_Data for review_
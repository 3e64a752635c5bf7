//! # Planner Benchmarks
//!
//! Performance benchmarks for dependency resolution and manifest rendering.
//!
//! Run with: `cargo bench -p stackforge-core`

use criterion::{BenchmarkId, Criterion, criterion_group, criterion_main};
use stackforge_core::{
    ACME_EMAIL_KEY, Catalog, Category, DeploymentConfig, PrefixMap, SECRET_POLICY,
    StackDescriptor, generate, resolve,
};
use std::hint::black_box;

/// Catalog where stack `i` depends on every stack below it.
fn dense_catalog(size: usize) -> (Catalog, &'static str) {
    let ids: Vec<&'static str> = (0..size)
        .map(|i| &*Box::leak(format!("s{i}").into_boxed_str()))
        .collect();
    let descriptors: Vec<StackDescriptor> = (0..size)
        .map(|i| {
            let deps: &'static [&'static str] = Box::leak(ids[..i].to_vec().into_boxed_slice());
            StackDescriptor::new(ids[i], Category::Application, "bench").depends_on(deps)
        })
        .collect();
    (
        Catalog::from_descriptors(descriptors).expect("catalog"),
        ids[size - 1],
    )
}

// =============================================================================
// BENCHMARKS
// =============================================================================

fn bench_resolve_builtin(c: &mut Criterion) {
    let catalog = Catalog::builtin();
    let profile = catalog.profile("full").expect("profile");

    c.bench_function("resolve_full_profile", |b| {
        b.iter(|| black_box(resolve(&catalog, black_box(profile.stacks))))
    });
}

fn bench_resolve_dense(c: &mut Criterion) {
    let mut group = c.benchmark_group("resolve_dense");

    for size in [10usize, 50, 200] {
        let (catalog, top) = dense_catalog(size);
        group.bench_with_input(BenchmarkId::from_parameter(size), &top, |b, top| {
            b.iter(|| black_box(resolve(&catalog, [*top])))
        });
    }

    group.finish();
}

fn bench_generate(c: &mut Criterion) {
    let catalog = Catalog::builtin();
    let prefixes = PrefixMap::from_catalog(&catalog);
    let mut config = DeploymentConfig::new();
    config.insert(ACME_EMAIL_KEY, "ops@example.com");
    for (_, specs) in SECRET_POLICY {
        for spec in specs.iter() {
            config.insert(spec.key, "bench-secret");
        }
    }
    let descriptor = catalog.require("chatwoot").expect("chatwoot");

    c.bench_function("generate_chatwoot", |b| {
        b.iter(|| black_box(generate(descriptor, "example.com", &prefixes, &config)))
    });
}

criterion_group!(benches, bench_resolve_builtin, bench_resolve_dense, bench_generate);
criterion_main!(benches);
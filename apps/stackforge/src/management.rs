//! # Management API Client
//!
//! Thin `reqwest` wrapper over the management service's REST API.
//!
//! Error mapping:
//! - request could not be sent: `BackendUnreachable`
//! - 401/403: `BackendAuth`
//! - any other non-2xx: `BackendRejected`

use crate::error::DeployError;
use crate::settings::StackType;
use crate::store::ManagementCredentials;
use reqwest::{Method, RequestBuilder, Response, StatusCode};
use serde::de::DeserializeOwned;
use serde::{Deserialize, Serialize};
use std::time::Duration;
use tracing::{debug, info};

const REQUEST_TIMEOUT: Duration = Duration::from_secs(30);

/// Endpoint id used when the API lists none.
pub const DEFAULT_ENDPOINT_ID: u64 = 1;

/// Cluster id used when the API does not report one.
pub const DEFAULT_SWARM_ID: &str = "local";

// =============================================================================
// WIRE TYPES
// =============================================================================

#[derive(Debug, Serialize)]
#[serde(rename_all = "PascalCase")]
struct Login<'a> {
    username: &'a str,
    password: &'a str,
}

#[derive(Debug, Deserialize)]
struct AuthResponse {
    jwt: String,
}

#[derive(Debug, Deserialize)]
#[serde(rename_all = "PascalCase")]
struct Endpoint {
    id: u64,
}

#[derive(Debug, Default, Deserialize)]
#[serde(rename_all = "PascalCase")]
struct SwarmInfo {
    #[serde(default)]
    id: Option<String>,
}

#[derive(Debug, Serialize)]
#[serde(rename_all = "PascalCase")]
struct CreateStack<'a> {
    name: &'a str,
    stack_file_content: &'a str,
    env: Vec<serde_json::Value>,
    #[serde(rename = "SwarmID", skip_serializing_if = "Option::is_none")]
    swarm_id: Option<&'a str>,
}

// =============================================================================
// CLIENT
// =============================================================================

fn is_loopback(url: &str) -> bool {
    let host = url.split_once("://").map_or(url, |(_, rest)| rest);
    ["localhost", "127.", "[::1]"]
        .iter()
        .any(|prefix| host.starts_with(prefix))
}

#[derive(Debug, Clone)]
pub struct ManagementClient {
    http: reqwest::Client,
    base_url: String,
}

impl ManagementClient {
    pub fn new(base_url: impl Into<String>) -> Result<Self, DeployError> {
        let base_url = base_url.into().trim_end_matches('/').to_string();
        let mut builder = reqwest::Client::builder().timeout(REQUEST_TIMEOUT);
        // A loopback API is never reached through a proxy.
        if is_loopback(&base_url) {
            builder = builder.no_proxy();
        }
        let http = builder
            .build()
            .map_err(|e| DeployError::BackendUnreachable(e.to_string()))?;
        Ok(Self { http, base_url })
    }

    pub fn base_url(&self) -> &str {
        &self.base_url
    }

    fn request(&self, method: Method, path: &str, token: Option<&str>) -> RequestBuilder {
        let req = self.http.request(method, format!("{}{}", self.base_url, path));
        match token {
            Some(token) => req.bearer_auth(token),
            None => req,
        }
    }

    async fn send(&self, req: RequestBuilder) -> Result<Response, DeployError> {
        req.send()
            .await
            .map_err(|e| DeployError::BackendUnreachable(format!("{}: {e}", self.base_url)))
    }

    async fn check(resp: Response) -> Result<Response, DeployError> {
        let status = resp.status();
        if status.is_success() {
            return Ok(resp);
        }
        let body = resp.text().await.unwrap_or_default();
        if status == StatusCode::UNAUTHORIZED || status == StatusCode::FORBIDDEN {
            return Err(DeployError::BackendAuth(format!("{status}: {body}")));
        }
        Err(DeployError::BackendRejected {
            status: status.as_u16(),
            detail: body,
        })
    }

    async fn json<T: DeserializeOwned>(resp: Response) -> Result<T, DeployError> {
        let status = resp.status().as_u16();
        resp.json::<T>()
            .await
            .map_err(|e| DeployError::BackendRejected {
                status,
                detail: format!("unexpected response body: {e}"),
            })
    }

    /// GET /api/status
    pub async fn status(&self) -> Result<(), DeployError> {
        let resp = self.send(self.request(Method::GET, "/api/status", None)).await?;
        Self::check(resp).await.map(drop)
    }

    /// Probe `status` until it answers or `attempts` run out.
    pub async fn wait_until_up(&self, attempts: u32, delay: Duration) -> Result<(), DeployError> {
        let mut last = DeployError::BackendUnreachable(self.base_url.clone());
        for attempt in 1..=attempts.max(1) {
            match self.status().await {
                Ok(()) => {
                    info!(attempt, "Management API is up");
                    return Ok(());
                }
                Err(e) => {
                    debug!(attempt, error = %e, "Management API not up yet");
                    last = e;
                }
            }
            if attempt < attempts {
                tokio::time::sleep(delay).await;
            }
        }
        Err(last)
    }

    /// POST /api/users/admin/init. An already initialized admin (409) is
    /// not an error.
    pub async fn init_admin(&self, credentials: &ManagementCredentials) -> Result<(), DeployError> {
        let body = Login {
            username: &credentials.username,
            password: &credentials.password,
        };
        let resp = self
            .send(self.request(Method::POST, "/api/users/admin/init", None).json(&body))
            .await?;
        if resp.status() == StatusCode::CONFLICT {
            debug!("Admin account already initialized");
            return Ok(());
        }
        Self::check(resp).await.map(drop)
    }

    /// POST /api/auth, returning the bearer token.
    pub async fn authenticate(
        &self,
        credentials: &ManagementCredentials,
    ) -> Result<String, DeployError> {
        let body = Login {
            username: &credentials.username,
            password: &credentials.password,
        };
        let resp = self
            .send(self.request(Method::POST, "/api/auth", None).json(&body))
            .await?;
        let auth: AuthResponse = Self::json(Self::check(resp).await?).await?;
        Ok(auth.jwt)
    }

    /// GET /api/endpoints, first id or [`DEFAULT_ENDPOINT_ID`].
    pub async fn endpoint_id(&self, token: &str) -> Result<u64, DeployError> {
        let resp = self
            .send(self.request(Method::GET, "/api/endpoints", Some(token)))
            .await?;
        let endpoints: Vec<Endpoint> = Self::json(Self::check(resp).await?).await?;
        Ok(endpoints.first().map_or(DEFAULT_ENDPOINT_ID, |e| e.id))
    }

    /// GET /api/swarm, cluster id or [`DEFAULT_SWARM_ID`].
    pub async fn swarm_id(&self, token: &str) -> Result<String, DeployError> {
        let resp = self
            .send(self.request(Method::GET, "/api/swarm", Some(token)))
            .await?;
        let info: SwarmInfo = Self::json(Self::check(resp).await?).await?;
        Ok(info
            .id
            .filter(|id| !id.is_empty())
            .unwrap_or_else(|| DEFAULT_SWARM_ID.to_string()))
    }

    /// POST /api/stacks?type=..&method=string&endpointId=..
    pub async fn create_stack(
        &self,
        token: &str,
        stack_type: StackType,
        endpoint_id: u64,
        swarm_id: Option<&str>,
        name: &str,
        content: &str,
    ) -> Result<(), DeployError> {
        let path = format!(
            "/api/stacks?type={}&method=string&endpointId={}",
            stack_type.api_code(),
            endpoint_id
        );
        let body = CreateStack {
            name,
            stack_file_content: content,
            env: Vec::new(),
            swarm_id,
        };
        let resp = self
            .send(self.request(Method::POST, &path, Some(token)).json(&body))
            .await?;
        Self::check(resp).await.map(drop)
    }
}

#[cfg(test)]
mod tests {
    use super::*;

    #[test]
    fn stack_body_uses_pascal_case() {
        let body = CreateStack {
            name: "grafana",
            stack_file_content: "version: '3.8'",
            env: Vec::new(),
            swarm_id: Some("abc"),
        };
        let json = serde_json::to_value(&body).expect("json");
        assert_eq!(json["Name"], "grafana");
        assert_eq!(json["StackFileContent"], "version: '3.8'");
        assert_eq!(json["SwarmID"], "abc");
        assert!(json["Env"].as_array().is_some_and(Vec::is_empty));
    }

    #[test]
    fn standalone_body_omits_swarm_id() {
        let body = CreateStack {
            name: "grafana",
            stack_file_content: "",
            env: Vec::new(),
            swarm_id: None,
        };
        let json = serde_json::to_value(&body).expect("json");
        assert!(json.get("SwarmID").is_none());
    }

    #[test]
    fn loopback_detection() {
        assert!(is_loopback("http://localhost:9000"));
        assert!(is_loopback("http://127.0.0.1:9000"));
        assert!(!is_loopback("https://portainer.example.com"));
    }

    #[test]
    fn trailing_slash_is_trimmed() {
        let client = ManagementClient::new("http://localhost:9000/").expect("client");
        assert_eq!(client.base_url(), "http://localhost:9000");
    }

    #[tokio::test]
    async fn unreachable_host_maps_to_unreachable() {
        let client = ManagementClient::new("http://127.0.0.1:1").expect("client");
        let err = client.status().await.expect_err("nothing listens on port 1");
        assert!(matches!(err, DeployError::BackendUnreachable(_)));
    }
}
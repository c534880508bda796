//! # Markup Scanning
//!
//! Cursor-based scanning of delimiter-pair markup embedded in free text.
//!
//! ## Architecture
//!
//! Each [`MarkerStyle`] is a recognizer: given the cursor it either matches
//! a complete delimited span or declines. The scanner tries the styles in
//! their configured order at every position and, after a match, jumps to the
//! end of that span. This keeps spans non-overlapping without running
//! independent whole-string replacements in sequence.
//!
//! ## Modules
//!
//! - **`span`**: `Span` byte ranges into the source text
//! - **`kinds`**: delimiter constants (`Cloze`, `Formula`) and `DisplayMode`
//! - **`style`**: `MarkerStyle` definitions and the built-in style tables
//! - **`cursor`**: `Cursor` for byte-wise scanning with look-behind
//! - **`scanner`**: `scan()` main entry point
//!
//! ## Precedence
//!
//! A doubled marker always belongs to the block form: `$$x$$` is one block
//! formula, never two adjacent inline opens.

pub mod cursor;
pub mod kinds;
pub mod scanner;
pub mod span;
pub mod style;

#[cfg(test)]
mod tests;

pub use kinds::DisplayMode;
pub use scanner::{ScannedSpan, SpanItem, SpanKind, scan};
pub use span::Span;
pub use style::{
    MarkerKind, MarkerStyle, block_formula_styles, block_formula_styles_without_dollars,
    cloze_styles, inline_formula_styles, inline_formula_styles_without_dollars,
};
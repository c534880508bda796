//! # Markup Kinds
//!
//! Types that own the delimiters of each markup construct.
//!
//! ## Types
//!
//! - **`Cloze`**: `OPEN = b"{{"`, `CLOSE = b"}}"`, interior `c<N>::<payload>`
//! - **`Formula`**: `$$`, `\[ \]` (block) and `\( \)`, `$` (inline)
//!
//! The scanner and the style tables read these constants; nothing else
//! hardcodes `{{` or `$$`.

pub mod cloze;
pub mod formula;

pub use cloze::Cloze;
pub use formula::{DisplayMode, Formula};
/// How a formula is laid out by the render capability.
#[derive(Debug, Clone, Copy, PartialEq, Eq, Hash)]
pub enum DisplayMode {
    /// Display math on its own line (`$$…$$`, `\[…\]`).
    Block,
    /// Math inside running text (`$…$`, `\(…\)`).
    Inline,
}

/// Formula delimiters.
pub struct Formula;

impl Formula {
    pub const DOUBLE_DOLLAR: &'static str = "$$";
    pub const BRACKET_OPEN: &'static str = r"\[";
    pub const BRACKET_CLOSE: &'static str = r"\]";
    pub const PAREN_OPEN: &'static str = r"\(";
    pub const PAREN_CLOSE: &'static str = r"\)";
    /// Single dollar. Only recognized when not adjacent to another `$`.
    pub const DOLLAR: &'static str = "$";
    /// Escapes the following character inside a formula.
    pub const ESCAPE: u8 = b'\\';
}
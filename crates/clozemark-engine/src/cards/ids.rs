use std::collections::BTreeSet;

use crate::markup::{SpanItem, cloze_styles, scan};

/// Group keys used by the annotations in `text`.
pub fn group_keys(text: &str) -> BTreeSet<u32> {
    scan(text, &cloze_styles())
        .into_iter()
        .filter_map(|span| match span.item {
            SpanItem::Annotation { key, .. } => Some(key),
            SpanItem::Formula { .. } => None,
        })
        .collect()
}

/// Proposes the key for a newly inserted annotation: one past the highest
/// existing key, or 1 when there are none.
///
/// Gaps are not reused. Saturates at `u32::MAX`.
pub fn next_group_key<I>(existing: I) -> u32
where
    I: IntoIterator<Item = u32>,
{
    existing
        .into_iter()
        .max()
        .map_or(1, |max| max.saturating_add(1))
}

_Problem statement_
Start at the first line of the data above. Stop after the line containing "use std::hint::black_box;", reproducing each line exactly and adding nothing.

_Expected answer_
repository 3e64a752635c5bf7
//! # Planner Benchmarks
//!
//! Performance benchmarks for dependency resolution and manifest rendering.
//!
//! Run with: `cargo bench -p stackforge-core`

use criterion::{BenchmarkId, Criterion, criterion_group, criterion_main};
use stackforge_core::{
    ACME_EMAIL_KEY, Catalog, Category, DeploymentConfig, PrefixMap, SECRET_POLICY,
    StackDescriptor, generate, resolve,
};
use std::hint::black_box;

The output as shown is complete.